出来上がる図は以下の通りでござる。円が円として表示されるようになったで ござる。

fig_202305/test_11.png

次に、 ax.axis ('scaled') を試してみるでござる。


#!/usr/pkg/bin/python3.9

#
# Time-stamp: <2023/05/22 16:40:06 (CST) daisuke>
#

# importing numpy module
import numpy

# importing matplotlib module
import matplotlib.figure
import matplotlib.backends.backend_agg

# output file
file_output = 'test_12.png'

# data
radius    = 10.0
angle_deg = numpy.linspace (0, 360, 36+1)
angle_rad = numpy.deg2rad (angle_deg)
data_x    = radius * numpy.cos (angle_rad)
data_y    = radius * numpy.sin (angle_rad)

# making objects "fig" and "ax"
fig    = matplotlib.figure.Figure ()
canvas = matplotlib.backends.backend_agg.FigureCanvasAgg (fig)
ax     = fig.add_subplot (111)

# axes
ax.set_xlabel ("X")
ax.set_ylabel ("Y")

# plotting data
ax.plot (data_x, data_y, linestyle='None', marker='o', markersize=3, \
         color='red', label='circle')

# setting for aspect ratio
ax.axis ('scaled')

# saving file
fig.savefig (file_output)

出来上がる図は以下の通りでござる。

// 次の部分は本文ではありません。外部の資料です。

//! Mercado Pago subscription checkout.
//!
//! Creates a pending monthly pre-approval for the payer and returns the
//! hosted checkout URL (`init_point`). Payment itself happens on Mercado
//! Pago's pages.

use std::str::FromStr;
use std::time::Duration;

use serde::{Deserialize, Serialize};
use tracing::{info, warn};

use super::{truncate, CollaboratorError};
use crate::config::CheckoutConfig;

#[derive(Debug, Serialize)]
struct PreapprovalRequest<'a> {
    reason: &'a str,
    auto_recurring: AutoRecurring<'a>,
    back_url: &'a str,
    payer_email: &'a str,
    payer_first_name: &'a str,
    status: &'static str,
}

#[derive(Debug, Serialize)]
struct AutoRecurring<'a> {
    frequency: u32,
    frequency_type: &'static str,
    transaction_amount: serde_json::Number,
    currency_id: &'a str,
}

#[derive(Debug, Deserialize)]
struct PreapprovalResponse {
    id: Option<String>,
    init_point: Option<String>,
}

#[derive(Clone)]
pub struct CheckoutClient {
    http: reqwest::Client,
    config: CheckoutConfig,
}

impl CheckoutClient {
    pub fn new(config: CheckoutConfig) -> Result<Self, CollaboratorError> {
        let http = reqwest::Client::builder()
            .timeout(Duration::from_secs(config.timeout_secs))
            .build()?;
        Ok(CheckoutClient { http, config })
    }

    /// Creates a pending monthly subscription and returns its checkout URL.
    pub async fn create_subscription(&self, payer_email: &str, payer_name: &str) -> Result<String, CollaboratorError> {
        let token = self
            .config
            .access_token
            .as_deref()
            .filter(|t| !t.is_empty())
            .ok_or(CollaboratorError::NotConfigured("Checkout"))?;

        let amount = serde_json::Number::from_str(&self.config.amount.normalize().to_string())
            .map_err(|_| CollaboratorError::NotConfigured("Checkout amount"))?;

        let body = PreapprovalRequest {
            reason: &self.config.reason,
            auto_recurring: AutoRecurring {
                frequency: 1,
                frequency_type: "months",
                transaction_amount: amount,
                currency_id: &self.config.currency,
            },
            back_url: &self.config.back_url,
            payer_email,
            payer_first_name: payer_name,
            status: "pending",
        };

        let url = format!("{}/preapproval", self.config.base_url.trim_end_matches('/'));
        let response = self.http.post(url).bearer_auth(token).json(&body).send().await?;

        let status = response.status();
        if !status.is_success() {
            let text = response.text().await.unwrap_or_default();
            return Err(CollaboratorError::Status {
                status: status.as_u16(),
                body: truncate(&text),
            });
        }

        let created: PreapprovalResponse = response.json().await?;
        match created.init_point {
            Some(url) if !url.is_empty() => {
                info!(preapproval_id = ?created.id, "Subscription checkout created");
                Ok(url)
            }
            _ => {
                warn!(preapproval_id = ?created.id, "Pre-approval created without init_point");
                Err(CollaboratorError::MissingField("init_point"))
            }
        }
    }
}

プロットに使われる領域の大きさが変更 されるでござる。

fig_202305/test_12.png

次に、 ax.axis ('image') を試してみるでござる。


#!/usr/pkg/bin/python3.9

#
# Time-stamp: <2023/05/22 16:40:15 (CST) daisuke>
#

# importing numpy module
import numpy

# importing matplotlib module
import matplotlib.figure
import matplotlib.backends.backend_agg

# output file
file_output = 'test_13.png'

# data
radius    = 10.0
angle_deg = numpy.linspace (0, 360, 36+1)
angle_rad = numpy.deg2rad (angle_deg)
data_x    = radius * numpy.cos (angle_rad)
data_y    = radius * numpy.sin (angle_rad)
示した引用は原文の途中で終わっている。